Если сосредотачиваться исключительно на решениях, есть также риск упустить из поля зрения работу по категоризации, осуществляемую акторами в отношении самого понятия «решение». Акторы трактуют как результат принятых решений некоторые знаки, которые на самом деле не обязательно таковыми являются (неформалы, к примеру, убеждены, что их первая всесоюзная конференция в августе 1987 года была разрешена в высших эшелонах власти). Эти неявные знаки обладают таким же эффектом, как решения: от догадок акторы быстро переходят к убежденности, и пусть кому надо, тот и опровергает эту интерпретацию (что отнюдь не всегда возможно). В иных случаях акторы характеризуют отстаиваемые ими позиции по тому или иному вопросу как решения, тогда как на самом деле те являются лишь угрозами, и именно так, по всей видимости, другие акторы должны их понимать. «Демократическая платформа» – объединение неформальных партийных клубов (или партклубов), которое на самом деле является первой внутрипартийной фракцией, – выходит из КПСС в июле 1990 года. Шестью месяцами раньше ею было объявлено об этом намерении, однако ошибочно считать, что она окончательно приняла это решение уже тогда; в январе 1990 года речь шла лишь об угрозе с целью получить доступ к власти. Если не замечать разницу между угрозой и решением, мы не поймем стратегию, принятую «Демократической платформой» ради того, чтобы реформистское крыло партии уступило ее требованиям.

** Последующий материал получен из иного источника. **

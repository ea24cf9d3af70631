//! Open views and the host command table.
//!
//! Every view owns its own [`Navigator`]; nothing is shared between views.
//! Commands without an explicit view go to the active one.

use std::collections::BTreeMap;
use std::fmt;
use std::fs;
use std::path::{Path, PathBuf};
use std::sync::atomic::{AtomicU32, Ordering};
use std::sync::{Arc, Mutex, MutexGuard, PoisonError};

use serde::{Deserialize, Serialize};
use tracing::{debug, info};

use crate::config::ZoomConfig;
use crate::fs::FileSystem;
use crate::host::{self, Dispatched, Host};
use crate::media::is_image_file;
use crate::protocol::Command;
use crate::session::{Navigator, Outcome};

/// Identifier of the read-only image view type.
pub const VIEW_TYPE: &str = "imgnav.imageView";

/// Host command ids and the view command each one runs.
pub const COMMANDS: &[(&str, Command)] = &[
    ("imgnav.next", Command::NextImage),
    ("imgnav.prev", Command::PrevImage),
    ("imgnav.nextFolder", Command::NextFolder),
    ("imgnav.prevFolder", Command::PrevFolder),
    ("imgnav.delete", Command::DeleteImage),
    ("imgnav.copy", Command::CopyImage),
    ("imgnav.rotate", Command::RotateImage),
    ("imgnav.resetZoom", Command::ResetZoom),
];

pub fn command_by_id(id: &str) -> Option<Command> {
    COMMANDS.iter().find(|(name, _)| *name == id).map(|(_, c)| *c)
}

#[derive(Debug, Clone, Copy, PartialEq, Eq, Hash, PartialOrd, Ord, Serialize, Deserialize)]
#[serde(transparent)]
pub struct ViewId(pub u32);

impl fmt::Display for ViewId {
    fn fmt(&self, f: &mut fmt::Formatter<'_>) -> fmt::Result {
        write!(f, "#{}", self.0)
    }
}

/// Strip Windows extended-length path prefix (`\\?\`) if present.
pub(crate) fn clean_path(p: &Path) -> PathBuf {
    let s = p.to_string_lossy();
    match s.strip_prefix(r"\\?\") {
        Some(rest) => PathBuf::from(rest),
        None => p.to_path_buf(),
    }
}

pub struct Registry<F> {
    fs: F,
    zoom: ZoomConfig,
    views: Mutex<BTreeMap<ViewId, Arc<Navigator<F>>>>,
    active: Mutex<Option<ViewId>>,
    next_id: AtomicU32,
}

impl<F: FileSystem + Clone> Registry<F> {
    pub fn new(fs: F, zoom: ZoomConfig) -> Self {
        Registry {
            fs,
            zoom,
            views: Mutex::new(BTreeMap::new()),
            active: Mutex::new(None),
            next_id: AtomicU32::new(1),
        }
    }

    fn views(&self) -> MutexGuard<'_, BTreeMap<ViewId, Arc<Navigator<F>>>> {
        self.views.lock().unwrap_or_else(PoisonError::into_inner)
    }

    fn active_slot(&self) -> MutexGuard<'_, Option<ViewId>> {
        self.active.lock().unwrap_or_else(PoisonError::into_inner)
    }

    /// Open a new view on an image. The new view becomes active.
    ///
    /// Failures are reported on the host and yield `None`.
    pub fn open(&self, path: &Path, host: &dyn Host) -> Option<ViewId> {
        if !is_image_file(path) {
            host.error(&format!("Not an image: {}", path.display()));
            return None;
        }
        // Absolute, but symlinks stay as given: folder neighbors are looked up
        // beside the path the user opened, not beside its target.
        let path = match std::path::absolute(path).and_then(|p| fs::metadata(&p).map(|_| p)) {
            Ok(p) => clean_path(&p),
            Err(e) => {
                host.error(&format!("Cannot open {}: {}", path.display(), e));
                return None;
            }
        };

        let nav = Navigator::new(self.fs.clone());
        let shown = match nav.open(&path) {
            Ok(Outcome::Show(p)) => p,
            Ok(_) => return None,
            Err(e) => {
                host.error(&e.to_string());
                return None;
            }
        };

        let view = ViewId(self.next_id.fetch_add(1, Ordering::Relaxed));
        let nav = Arc::new(nav);
        self.views().insert(view, nav.clone());
        *self.active_slot() = Some(view);
        info!(%view, path = %shown.display(), "view opened");

        host.opened(view);
        host::present(view, &nav, host, self.zoom, Ok(Outcome::Show(shown)));
        Some(view)
    }

    /// Drop a view and its session.
    pub fn close(&self, view: ViewId) -> bool {
        let removed = self.views().remove(&view).is_some();
        if removed {
            let mut active = self.active_slot();
            if *active == Some(view) {
                *active = self.views().keys().next_back().copied();
            }
            info!(%view, "view closed");
        }
        removed
    }

    pub fn focus(&self, view: ViewId) -> bool {
        if self.views().contains_key(&view) {
            *self.active_slot() = Some(view);
            true
        } else {
            false
        }
    }

    pub fn active(&self) -> Option<ViewId> {
        *self.active_slot()
    }

    pub fn navigator(&self, view: ViewId) -> Option<Arc<Navigator<F>>> {
        self.views().get(&view).cloned()
    }

    /// Open views with the image each one shows.
    pub fn list(&self) -> Vec<(ViewId, Option<PathBuf>)> {
        self.views()
            .iter()
            .map(|(id, nav)| (*id, nav.snapshot().current().map(Path::to_path_buf)))
            .collect()
    }

    pub fn is_empty(&self) -> bool {
        self.views().is_empty()
    }

    /// Run `command` on `view`, or on the active view when `None`.
    ///
    /// Returns false when there is no such view.
    pub fn dispatch(&self, view: Option<ViewId>, command: Command, host: &dyn Host) -> bool {
        let Some(view) = view.or_else(|| self.active()) else {
            debug!(?command, "no active view");
            return false;
        };
        let Some(nav) = self.navigator(view) else {
            debug!(%view, ?command, "unknown view");
            return false;
        };
        if host::dispatch(view, &nav, host, self.zoom, command) == Dispatched::Closed {
            self.close(view);
        }
        true
    }

    /// Run a host command id (`imgnav.next`, ...) on the active view.
    pub fn execute(&self, id: &str, host: &dyn Host) -> bool {
        match command_by_id(id) {
            Some(command) => self.dispatch(None, command, host),
            None => {
                host.error(&format!("Unknown command: {}", id));
                false
            }
        }
    }
}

Непрерывные изменения политического пространства

Политическое пространство, появляющееся в 1987 году, состоит из двух полей, или арен, состязания. «Легитимное» поле состоит из официальных организаций: партия, комсомол, организации в других социальных сферах (академические институты, газеты, творческие союзы[39 - Как, например, Союзы кинематографов, архитекторов, театральных деятелей и писателей.] и т.д.). Новые политические организации: неформальные клубы, «националистические» или «патриотические» группы, «необольшевистские» или «сталинистские» организации, – лишенные официального статуса, образуют «нелегитимное» поле. Но эти поля находятся в процессе постоянного изменения, трансформирующем отношения между ними, да и самих акторов, которые их составляют; границы между этими полями становятся все более размытыми, проницаемыми. Ритуальное упоминание категории «политического поля», рассматриваемого как обездвиженный объект, ни в коем случае не должно подменять настоящий анализ его вызревания и сотрясающих его перемен. Сформированное таким образом политическое пространство за изучаемый период (1987—1991) прошло через несколько стадий развития, или конъюнктур[40 - Мы позаимствовали этот термин у Мишеля Добри (Ibid: 39—40); он считает, что конъюнктуры представляют собой разные стадии, через которые проходят социальные системы под влиянием происходящих в них мобилизаций.].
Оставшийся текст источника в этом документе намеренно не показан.